Work required:
Gather up every line from the entries below that uses the word "clippy".

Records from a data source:
BEGIN

//! `relayline` - SMTP server probe
//!
//! Connects to the server named in a JSON configuration, reports what it
//! advertises, authenticates if credentials are configured and optionally
//! delivers a message file.
//!
//! ```text
//! relayline <config.json> [<message-file> <from> <rcpt>...]
//! ```

#![warn(clippy::all)]
#![warn(clippy::pedantic)]
#![forbid(unsafe_code)]

use std::path::PathBuf;

use anyhow::{Context, bail};
use tracing::info;
use tracing_subscriber::{layer::SubscriberExt, util::SubscriberInitExt};

use relayline_smtp::{
    Address, Authentication, Credentials, Envelope, Recipient, Session, SessionConfig,
};

/// A test delivery requested on the command line.
struct Delivery {
    message: PathBuf,
    from: String,
    recipients: Vec<String>,
}

/// Parsed command line.
struct Args {
    config: PathBuf,
    delivery: Option<Delivery>,
}

impl Args {
    fn parse(mut args: impl Iterator<Item = String>) -> anyhow::Result<Self> {
        let usage = "usage: relayline <config.json> [<message-file> <from> <rcpt>...]";
        let config = args.next().context(usage)?.into();

        let delivery = match args.next() {
            None => None,
            Some(message) => {
                let from = args.next().context(usage)?;
                let recipients: Vec<String> = args.collect();
                if recipients.is_empty() {
                    bail!("{usage}");
                }
                Some(Delivery {
                    message: message.into(),
                    from,
                    recipients,
                })
            }
        };

        Ok(Self { config, delivery })
    }
}

#[tokio::main]
async fn main() -> anyhow::Result<()> {
    tracing_subscriber::registry()
        .with(
            tracing_subscriber::EnvFilter::try_from_default_env()
                .unwrap_or_else(|_| "relayline=info,relayline_smtp=debug".into()),
        )
        .with(tracing_subscriber::fmt::layer())
        .init();

    let args = Args::parse(std::env::args().skip(1))?;

    let json = std::fs::read_to_string(&args.config)
        .with_context(|| format!("reading {}", args.config.display()))?;
    let config = SessionConfig::from_json(&json)
        .with_context(|| format!("loading {}", args.config.display()))?;

    let envelope = args
        .delivery
        .as_ref()
        .map(|delivery| {
            let recipients = delivery
                .recipients
                .iter()
                .map(Recipient::to)
                .collect::<Result<Vec<_>, _>>()?;
            Envelope::new(Address::new(delivery.from.as_str())?, recipients)
        })
        .transpose()
        .context("invalid envelope")?;

    info!(host = %config.host, port = config.port, "connecting");
    let credentials = Credentials::from_config(&config);
    let mut session = Session::connect(config)
        .await
        .context("session bootstrap failed")?;

    let server = session.server_info();
    println!("server: {}", server.hostname);
    println!("tls: {}", session.is_tls());
    let mut extensions: Vec<String> = server
        .extensions
        .iter()
        .map(|e| format!("{e:?}"))
        .collect();
    extensions.sort();
    for extension in &extensions {
        println!("extension: {extension}");
    }

    if let Some(credentials) = credentials {
        let auth = Authentication::negotiate(session.server_info(), credentials)
            .context("server offers no supported AUTH mechanism")?;
        println!("auth: {}", auth.mechanism());
        session.authenticate(auth).await.context("authentication")?;
    }

    if let (Some(delivery), Some(envelope)) = (&args.delivery, &envelope) {
        let payload = std::fs::read(&delivery.message)
            .with_context(|| format!("reading {}", delivery.message.display()))?;
        let response = session
            .send(envelope, &payload)
            .await
            .context("delivery failed")?;
        println!("delivered: {response}");
    }

    session.quit().await.context("QUIT")?;
    Ok(())
}

#[cfg(test)]
#[allow(clippy::unwrap_used)]
mod tests {
    use super::*;

    fn args(list: &[&str]) -> anyhow::Result<Args> {
        Args::parse(list.iter().map(ToString::to_string))
    }

    #[test]
    fn test_config_only() {
        let parsed = args(&["relay.json"]).unwrap();
        assert_eq!(parsed.config, PathBuf::from("relay.json"));
        assert!(parsed.delivery.is_none());
    }

    #[test]
    fn test_delivery() {
        let parsed = args(&[
            "relay.json",
            "msg.eml",
            "a@example.com",
            "b@example.com",
            "c@example.com",
        ])
        .unwrap();
        let delivery = parsed.delivery.unwrap();
        assert_eq!(delivery.message, PathBuf::from("msg.eml"));
        assert_eq!(delivery.from, "a@example.com");
        assert_eq!(delivery.recipients.len(), 2);
    }

    #[test]
    fn test_missing_arguments() {
        assert!(args(&[]).is_err());
        assert!(args(&["relay.json", "msg.eml"]).is_err());
        assert!(args(&["relay.json", "msg.eml", "a@example.com"]).is_err());
    }
}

END

Solution for this exercise:
#![warn(clippy::all)]
#![warn(clippy::pedantic)]
#[allow(clippy::unwrap_used)]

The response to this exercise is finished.